TV Review | Blackadder Goes Forth
I have a cunning plan...
Season summary: Stuck in the middle of World War I, Captain Edmund Blackadder does his best to escape the banality of the war. (IMDb)
Blackadder Goes Forth was the last full season of the show and, in my opinion, it's best. It probably isn't the funniest (Blackadder II) and doesn't have the most interesting version of the title character (Blackadder the Third), but is still absolutely hilarious and this Edmund Blackadder (a captain in the British Army) is still several steps above the massive majority of sitcom characters to have ever existed.
Unusually though, there's a far more sombre tone to the show, which you could argue is a form of recency bias - even if the First World War ended over a century ago now and just over seventy years before the show was first broadcast - but it definitely feels like the show is being far more deferential and respectful to the reality of the situation than previous seasons rather than the all-mocking guise of previous seasons.
Gone too is the more malicious nature of the Blackadders who came before, even if this Edmund can still prove spiteful at times. You have to wonder if there was a sort of meta-commentary covering the series as a whole, with the main character proving to be the most human and relatable - simply wanting to stay alive - when having the least amount of power.
Generally, Blackadder is still out to save his own skin as befits his ancestry, but he definitely cares more for and appreciates those around him, whether telling Baldrick (Tony Robinson) to take cover with him during an air raid in "Private Plane" or lavishing genuine praise on the painting skills of George (Hugh Laurie) in "Captain Cook". In fact, his final words of the season are to wish everyone around him good luck as they prepare to charge across No Man's Land in the latest 'Big Push'.
Even when he does lose his temper at the insanity around him, it tends to be in general exasperation or blown over very quickly. It's a nice development after the previous versions, although I do think that part of it comes from Blackadder Goes Forth being more of an ensemble show than the previous seasons. A larger cast does mean there are more characters to know and grow attached to after all...
Regarding the ending of the final episode, "Goodbyeee", it's one of the best of any TV show ever, never mind a comedy, and is one of the most moving, emotional tributes to those who fought and died so pointlessly for so many years. I first saw it in a History lesson at school and honestly think it should be something every student should watch - especially because of how disturbingly relevant it is to Britain today.
Just think: an upper class who don't care about lives lost because they're safely insulated from any harm at the top of the tree; the uneducated at the bottom who go along with everything because they don't know any better; those in-between who thought it was a good idea before realising too late that it really, really wasn't; and those who realised from the start how stupid it was but lack the power to change the course of events.

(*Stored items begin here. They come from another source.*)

//! S3-compatible object store (MinIO) using path-style requests.
//!
//! Requests are signed with AWS Signature V4 computed locally with `hmac`
//! and `sha2`; no AWS SDK is involved.

use std::path::Path;
use std::time::Duration;

use async_trait::async_trait;
use chrono::Utc;
use hmac::{Hmac, Mac};
use reqwest::{Client, Method, RequestBuilder, Response, StatusCode};
use secrecy::{ExposeSecret, SecretString};
use sha2::{Digest, Sha256};
use tokio::io::AsyncWriteExt;
use tracing::debug;

use alm_types::StorageSettings;

use super::{ObjectStore, StoreError};

type HmacSha256 = Hmac<Sha256>;

/// SHA-256 of the empty body; every request here is bodiless.
const EMPTY_PAYLOAD_SHA256: &str = "e3b0c44298fc1c149afbf4c8996fb92427ae41e4649b934ca495991b7852b855";

/// Connection settings for an [`S3ObjectStore`].
#[derive(Debug, Clone)]
pub struct S3Config {
    /// Endpoint URL including scheme, e.g. `http://minio:9000`
    pub endpoint: String,
    pub region: String,
    pub access_key: String,
    pub secret_key: SecretString,
    pub timeout: Duration,
}

impl S3Config {
    pub fn new(
        endpoint: impl Into<String>,
        region: impl Into<String>,
        access_key: impl Into<String>,
        secret_key: impl Into<String>,
    ) -> Self {
        Self {
            endpoint: endpoint.into().trim_end_matches('/').to_string(),
            region: region.into(),
            access_key: access_key.into(),
            secret_key: SecretString::from(secret_key.into()),
            timeout: Duration::from_secs(60),
        }
    }

    pub fn from_settings(storage: &StorageSettings) -> Result<Self, StoreError> {
        let access_key = storage
            .access_key
            .clone()
            .ok_or_else(|| StoreError::Config("storage.access_key is not set".to_string()))?;
        let secret_key = storage
            .secret_key
            .clone()
            .ok_or_else(|| StoreError::Config("storage.secret_key is not set".to_string()))?;
        Ok(Self::new(&storage.endpoint, &storage.region, access_key, secret_key))
    }

    /// `host[:port]` as it appears in the signed `host` header.
    fn host(&self) -> String {
        self.endpoint
            .trim_start_matches("https://")
            .trim_start_matches("http://")
            .trim_end_matches('/')
            .to_string()
    }
}

/// Read-only S3 client for the index bucket.
pub struct S3ObjectStore {
    client: Client,
    config: S3Config,
    host: String,
}

impl S3ObjectStore {
    pub fn new(config: S3Config) -> Result<Self, StoreError> {
        let client = Client::builder()
            .timeout(config.timeout)
            .build()
            .map_err(|e| StoreError::Config(e.to_string()))?;
        let host = config.host();
        Ok(Self {
            client,
            config,
            host,
        })
    }

    fn signed_request(&self, method: Method, bucket: &str, key: Option<&str>) -> Result<RequestBuilder, StoreError> {
        let canonical_uri = canonical_path(bucket, key);
        let url = format!("{}{}", self.config.endpoint, canonical_uri);

        let now = Utc::now();
        let date_stamp = now.format("%Y%m%d").to_string();
        let amz_date = now.format("%Y%m%dT%H%M%SZ").to_string();

        // Header names are already in sorted order.
        let signed_headers = "host;x-amz-content-sha256;x-amz-date";
        let canonical_headers = format!(
            "host:{}\nx-amz-content-sha256:{}\nx-amz-date:{}\n",
            self.host, EMPTY_PAYLOAD_SHA256, amz_date
        );
        let canonical_request = format!(
            "{}\n{}\n\n{}\n{}\n{}",
            method.as_str(),
            canonical_uri,
            canonical_headers,
            signed_headers,
            EMPTY_PAYLOAD_SHA256
        );

        let credential_scope = format!("{}/{}/s3/aws4_request", date_stamp, self.config.region);
        let string_to_sign = format!(
            "AWS4-HMAC-SHA256\n{}\n{}\n{}",
            amz_date,
            credential_scope,
            hex_sha256(canonical_request.as_bytes())
        );

        let signing_key = derive_signing_key(
            self.config.secret_key.expose_secret(),
            &date_stamp,
            &self.config.region,
            "s3",
        )?;
        let signature = hex::encode(hmac_sha256(&signing_key, string_to_sign.as_bytes())?);

        let authorization = format!(
            "AWS4-HMAC-SHA256 Credential={}/{}, SignedHeaders={}, Signature={}",
            self.config.access_key, credential_scope, signed_headers, signature
        );

        Ok(self
            .client
            .request(method, url)
            .header("Authorization", authorization)
            .header("x-amz-content-sha256", EMPTY_PAYLOAD_SHA256)
            .header("x-amz-date", amz_date))
    }

    async fn get(&self, bucket: &str, key: &str) -> Result<Response, StoreError> {
        let resp = self
            .signed_request(Method::GET, bucket, Some(key))?
            .send()
            .await
            .map_err(|e| StoreError::Transport(format!("GET {bucket}/{key}: {e}")))?;

        let status = resp.status();
        if status.is_success() {
            return Ok(resp);
        }
        if status == StatusCode::NOT_FOUND {
            let body = resp.text().await.unwrap_or_default();
            return Err(not_found_error(&body, bucket, key));
        }
        Err(StoreError::Transport(format!(
            "GET {bucket}/{key} returned HTTP {status}"
        )))
    }
}

#[async_trait]
impl ObjectStore for S3ObjectStore {
    async fn bucket_exists(&self, bucket: &str) -> Result<bool, StoreError> {
        let resp = self
            .signed_request(Method::HEAD, bucket, None)?
            .send()
            .await
            .map_err(|e| StoreError::Transport(format!("HEAD {bucket}: {e}")))?;

        match resp.status() {
            status if status.is_success() => Ok(true),
            StatusCode::NOT_FOUND => Ok(false),
            status => Err(StoreError::Transport(format!(
                "HEAD {bucket} returned HTTP {status}"
            ))),
        }
    }

    async fn get_object(&self, bucket: &str, key: &str) -> Result<Vec<u8>, StoreError> {
        let resp = self.get(bucket, key).await?;
        let bytes = resp
            .bytes()
            .await
            .map_err(|e| StoreError::Transport(format!("reading {bucket}/{key}: {e}")))?;
        Ok(bytes.to_vec())
    }

    async fn download_to(&self, bucket: &str, key: &str, dest: &Path) -> Result<u64, StoreError> {
        let mut resp = self.get(bucket, key).await?;
        let mut file = tokio::fs::File::create(dest).await?;
        let mut written = 0u64;
        while let Some(chunk) = resp
            .chunk()
            .await
            .map_err(|e| StoreError::Transport(format!("reading {bucket}/{key}: {e}")))?
        {
            file.write_all(&chunk).await?;
            written += chunk.len() as u64;
        }
        file.flush().await?;
        debug!(bucket, key, bytes = written, "Downloaded object");
        Ok(written)
    }
}

/// `/<bucket>` or `/<bucket>/<encoded key>`.
fn canonical_path(bucket: &str, key: Option<&str>) -> String {
    match key {
        Some(key) => {
            let encoded = key.split('/').map(uri_encode).collect::<Vec<_>>().join("/");
            format!("/{}/{}", uri_encode(bucket), encoded)
        }
        None => format!("/{}", uri_encode(bucket)),
    }
}

/// Pick the not-found kind from an S3 error document.
fn not_found_error(body: &str, bucket: &str, key: &str) -> StoreError {
    if body.contains("<Code>NoSuchBucket</Code>") {
        StoreError::NoSuchBucket(bucket.to_string())
    } else {
        StoreError::NoSuchKey {
            bucket: bucket.to_string(),
            key: key.to_string(),
        }
    }
}

fn hex_sha256(data: &[u8]) -> String {
    let mut hasher = Sha256::new();
    hasher.update(data);
    hex::encode(hasher.finalize())
}

fn hmac_sha256(key: &[u8], data: &[u8]) -> Result<Vec<u8>, StoreError> {
    let mut mac = HmacSha256::new_from_slice(key)
        .map_err(|e| StoreError::Config(format!("invalid signing key: {e}")))?;
    mac.update(data);
    Ok(mac.finalize().into_bytes().to_vec())
}

/// kSigning = HMAC(HMAC(HMAC(HMAC("AWS4" + secret, date), region), service), "aws4_request")
fn derive_signing_key(
    secret_key: &str,
    date_stamp: &str,
    region: &str,
    service: &str,
) -> Result<Vec<u8>, StoreError> {
    let k_date = hmac_sha256(format!("AWS4{secret_key}").as_bytes(), date_stamp.as_bytes())?;
    let k_region = hmac_sha256(&k_date, region.as_bytes())?;
    let k_service = hmac_sha256(&k_region, service.as_bytes())?;
    hmac_sha256(&k_service, b"aws4_request")
}

/// RFC 3986 encoding of everything except `A-Z a-z 0-9 - _ . ~`.
fn uri_encode(s: &str) -> String {
    let mut result = String::with_capacity(s.len());
    for byte in s.bytes() {
        match byte {
            b'A'..=b'Z' | b'a'..=b'z' | b'0'..=b'9' | b'-' | b'_' | b'.' | b'~' => {
                result.push(byte as char);
            }
            _ => result.push_str(&format!("%{byte:02X}")),
        }
    }
    result
}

Remind you of anything?
Modern relevance aside, Blackadder Goes Forth is simply fantastic. It's far funnier than you could possibly imagine given the premise, with the bonus of making you enjoy spending time with these characters so much that the ending hits so hard that you'll wonder why dramas aren't capable of generating such emotion. The show might be over 30(!) years old now, but time hasn't diminished its brilliance just yet.
Blackadder Goes Forth is an all-time great comedy series, packed with more than enough laughs to keep you smiling while still making highly valid points about the futility of the situation. The final episode, "Goodbyeee", carries more emotional weight and hits home about the horror and loss of the First World War than major movie productions like 1917, with an ending that will stay with you long after it's over.